Кроме книги о Вавилове, Александр Роскин написал превосходную биографическую книгу о Чехове и несколько статей по литературе, главным образом, как я уже говорил, о молодой советской прозе.

Мне он помог тем, что, несмотря на нашу дружбу, предостерег меня от опасности впасть в книжную экзотику и нарядную «оперность» стиля. Он напечатал это предупреждение в одной из своих статей.

К счастью, эта статья совпала для меня со временем глубокого недовольства своими первыми («молодыми») рассказами, заставила уйти от литературных прикрас и стремиться к ясности и простоте. Вскоре Роскин первый — и так же по-дружески — приветствовал появление в печати «Кара-Бугаза» и «Мещерской стороны».

Я часто жил с Роскиным в Мещерских лесах и в Ялте и хорошо узнал его.

Его присутствие придавало каждому дню особое, «роскинское» своеобразие. Он был человеком азартным, несмотря на кажущееся «английское» хладнокровие. Азартным во всем — в литературных спорах, музыке, рыбной ловле (это занятие он почему-то не презирал, хотя и относился к нему скептически), в игре в покер и в других своих увлечениях.

Как большинство азартных людей, он любил всякие пари и состязался в этом с изобретательным и хитрым Гайдаром. Выиграв пари, он ликовал, как мальчик.

У него было пристрастие к удивительным подсчетам. Например, он подсчитывал, сколько страниц мог бы написать за день без всякого утомления. Выходило, что две страницы, не больше. Роскин множил эти страницы на число дней в году (365). Получалось, примерно, семьсот страниц. Лучшим размером он считал книгу в среднем в двести пятьдесят страниц.

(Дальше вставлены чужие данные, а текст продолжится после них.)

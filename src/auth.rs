//! Authentication and authorization.
//!
//! Callers present HTTP Basic credentials. A [`CredentialProvider`] resolves them to a
//! [`Role`], and each route declares the roles it allows. [`Role::Admin`] is allowed
//! everywhere.
//!
//! [`StaticCredentials`] never keeps plaintext secrets: every secret is stored as a
//! `salt$hmac` token, the hex encoded HMAC-SHA256 of the secret keyed with a random salt.
use std::collections::HashMap;
use std::fmt;
use std::str::FromStr;
use std::sync::Arc;

use axum::extract::{FromRef, FromRequestParts};
use axum::http::header::AUTHORIZATION;
use axum::http::request::Parts;
use base64::Engine;
use hmac::{Hmac, Mac};
use rand::Rng;
use serde::{Deserialize, Serialize};
use sha2::Sha256;
use tracing::{debug, warn};

use crate::{NobelError, Result};

type HmacSha256 = Hmac<Sha256>;

/// The roles a caller can have
#[derive(Debug, Clone, Copy, PartialEq, Eq, Hash, Serialize, Deserialize)]
#[serde(rename_all = "snake_case")]
pub enum Role {
    /// may read prizes
    Reader,
    /// may do everything
    Admin,
}

impl fmt::Display for Role {
    fn fmt(&self, f: &mut fmt::Formatter<'_>) -> fmt::Result {
        match self {
            Role::Reader => write!(f, "reader"),
            Role::Admin => write!(f, "admin"),
        }
    }
}

impl FromStr for Role {
    type Err = NobelError;

    fn from_str(s: &str) -> Result<Self> {
        match s.to_lowercase().as_str() {
            "reader" => Ok(Role::Reader),
            "admin" => Ok(Role::Admin),
            other => Err(NobelError::Parsing(format!("unknown role: {}", other))),
        }
    }
}

/// checks that `role` is one of the `allowed` roles. [`Role::Admin`] is always allowed.
///
/// # Errors
/// returns [`NobelError::Forbidden`], naming the allowed roles, if it is not
pub fn authorize(role: Role, allowed: &[Role]) -> Result<()> {
    if role == Role::Admin || allowed.contains(&role) {
        return Ok(());
    }

    let mut names: Vec<String> = allowed.iter().map(Role::to_string).collect();
    if !allowed.contains(&Role::Admin) {
        names.push(Role::Admin.to_string());
    }
    Err(NobelError::Forbidden {
        allowed: names.join(", "),
    })
}

/// Resolves the role of a caller from the identity and secret it presented.
///
/// This is the only thing the services need from an identity store, so a different store can be
/// plugged in by implementing this trait.
pub trait CredentialProvider: Send + Sync {
    /// returns the role of `identity`
    ///
    /// # Errors
    /// [`NobelError::Unauthorized`] if the identity is unknown or the secret does not match
    fn resolve_role(&self, identity: &str, secret: &str) -> Result<Role>;
}

/// A shareable [`CredentialProvider`], as kept in the services' state
pub type SharedCredentials = Arc<dyn CredentialProvider>;

#[derive(Debug, Clone)]
struct Credential {
    // salt$hmac
    token: String,
    role: Role,
}

/// A fixed, in-memory credential table
#[derive(Debug, Clone, Default)]
pub struct StaticCredentials {
    entries: HashMap<String, Credential>,
}

impl StaticCredentials {
    /// creates an empty table, that rejects everyone
    pub fn new() -> Self {
        Self::default()
    }

    /// adds `identity` with the given `secret` and `role`, replacing any previous entry
    pub fn with_user(mut self, identity: impl Into<String>, secret: &str, role: Role) -> Self {
        let token = hash_secret(&random_salt(), secret);
        self.entries.insert(identity.into(), Credential { token, role });
        self
    }

    /// adds `identity` using an already hashed `salt$hmac` token, see [`hash_secret`]
    pub fn with_token(mut self, identity: impl Into<String>, token: impl Into<String>, role: Role) -> Self {
        self.entries.insert(
            identity.into(),
            Credential {
                token: token.into(),
                role,
            },
        );
        self
    }

    /// number of identities in the table
    pub fn len(&self) -> usize {
        self.entries.len()
    }

    /// true if the table holds no identities
    pub fn is_empty(&self) -> bool {
        self.entries.is_empty()
    }
}

impl CredentialProvider for StaticCredentials {
    fn resolve_role(&self, identity: &str, secret: &str) -> Result<Role> {
        let Some(credential) = self.entries.get(identity) else {
            warn!("unknown identity: {}", identity);
            return Err(NobelError::Unauthorized);
        };

        if verify_secret(secret, &credential.token) {
            debug!("authenticated {} as {}", identity, credential.role);
            Ok(credential.role)
        } else {
            warn!("invalid secret for {}", identity);
            Err(NobelError::Unauthorized)
        }
    }
}

/// hashes `secret` into a `salt$hmac` token, the hex encoded HMAC-SHA256 of `secret` using
/// `salt` as the key
pub fn hash_secret(salt: &str, secret: &str) -> String {
    let mut mac =
        HmacSha256::new_from_slice(salt.as_bytes()).expect("HMAC accepts keys of any length");
    mac.update(secret.as_bytes());
    format!("{}${}", salt, hex::encode(mac.finalize().into_bytes()))
}

fn random_salt() -> String {
    hex::encode(rand::thread_rng().gen::<[u8; 16]>())
}

/// checks `secret` against a `salt$hmac` token. The MAC comparison runs in constant time.
fn verify_secret(secret: &str, token: &str) -> bool {
    let Some((salt, expected)) = token.split_once('$') else {
        warn!("invalid credential token format, expected salt$hmac");
        return false;
    };
    let Ok(expected) = hex::decode(expected) else {
        warn!("invalid credential token, the hmac is not hex");
        return false;
    };
    let Ok(mut mac) = HmacSha256::new_from_slice(salt.as_bytes()) else {
        return false;
    };
    mac.update(secret.as_bytes());
    mac.verify_slice(&expected).is_ok()
}

/// splits a `Basic` authorization header value into identity and secret
///
/// # Errors
/// [`NobelError::Unauthorized`] if the header is not Basic, or is not valid
/// `base64(identity:secret)`
pub fn parse_basic(header: &str) -> Result<(String, String)> {
    let Some(encoded) = header.strip_prefix("Basic ") else {
        warn!("invalid Authorization header format, expected Basic auth");
        return Err(NobelError::Unauthorized);
    };

    let decoded = base64::engine::general_purpose::STANDARD
        .decode(encoded.trim())
        .map_err(|_| {
            warn!("failed to decode Basic auth credentials");
            NobelError::Unauthorized
        })?;
    let decoded = String::from_utf8(decoded).map_err(|_| {
        warn!("invalid UTF-8 in Basic auth credentials");
        NobelError::Unauthorized
    })?;

    match decoded.split_once(':') {
        Some((identity, secret)) => Ok((identity.to_string(), secret.to_string())),
        None => {
            warn!("invalid Basic auth format");
            Err(NobelError::Unauthorized)
        }
    }
}

/// builds a `Basic` authorization header value for `identity` and `secret`
pub fn basic_header(identity: &str, secret: &str) -> String {
    let encoded =
        base64::engine::general_purpose::STANDARD.encode(format!("{}:{}", identity, secret));
    format!("Basic {}", encoded)
}

/// An authenticated caller, extracted from the request's `Authorization` header.
///
/// Handlers that take a `Caller` argument reject unauthenticated requests with `401`.
#[derive(Debug, Clone)]
pub struct Caller {
    /// the identity the caller authenticated as
    pub identity: String,
    /// the caller's role
    pub role: Role,
}

impl Caller {
    /// checks that this caller has one of the `allowed` roles, see [`authorize`]
    pub fn require(&self, allowed: &[Role]) -> Result<()> {
        authorize(self.role, allowed).map_err(|e| {
            warn!("{} ({}) is not allowed: {}", self.identity, self.role, e);
            e
        })
    }
}

impl<S> FromRequestParts<S> for Caller
where
    S: Send + Sync,
    SharedCredentials: FromRef<S>,
{
    type Rejection = NobelError;

    async fn from_request_parts(parts: &mut Parts, state: &S) -> Result<Self> {
        let header = parts
            .headers
            .get(AUTHORIZATION)
            .and_then(|h| h.to_str().ok())
            .ok_or_else(|| {
                warn!("missing Authorization header");
                NobelError::Unauthorized
            })?;
        let (identity, secret) = parse_basic(header)?;

        let credentials = SharedCredentials::from_ref(state);
        let role = credentials.resolve_role(&identity, &secret)?;
        Ok(Caller { identity, role })
    }
}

Итак, каждый год он мог бы выпускать по три больших книги, по три полновесных романа, если бы он работал как Дюма и Бальзак.

Мы говорили, что беда только в том, что он не Дюма и не Бальзак, но Роскин презрительно пропускал эти замечания мимо ушей. В оправдание своих выкладок он любил рассказывать о некоем французском писателе (имени я его не помню), который, кроме своей «большой» работы, ежедневно втайне писал по утрам всего пять минут прозы (что дает десять печатных строк).

Так, шутя, к концу года он заканчивал рассказ в восемьдесят страниц — для рассказа это немало — и дарил его ко дню рождения своей жене.

— Редкий случай супружеского внимания! — восклицал Роскин.

Мы соглашались, но не хотели следовать примеру французского писателя. Это обстоятельство Роскина не огорчало, хотя он и обзывал нас бездельниками и дилетантами.

Рыбу с нами Роскин (это было в Мещерском крае, в селе Солотче) ловил только «на очки».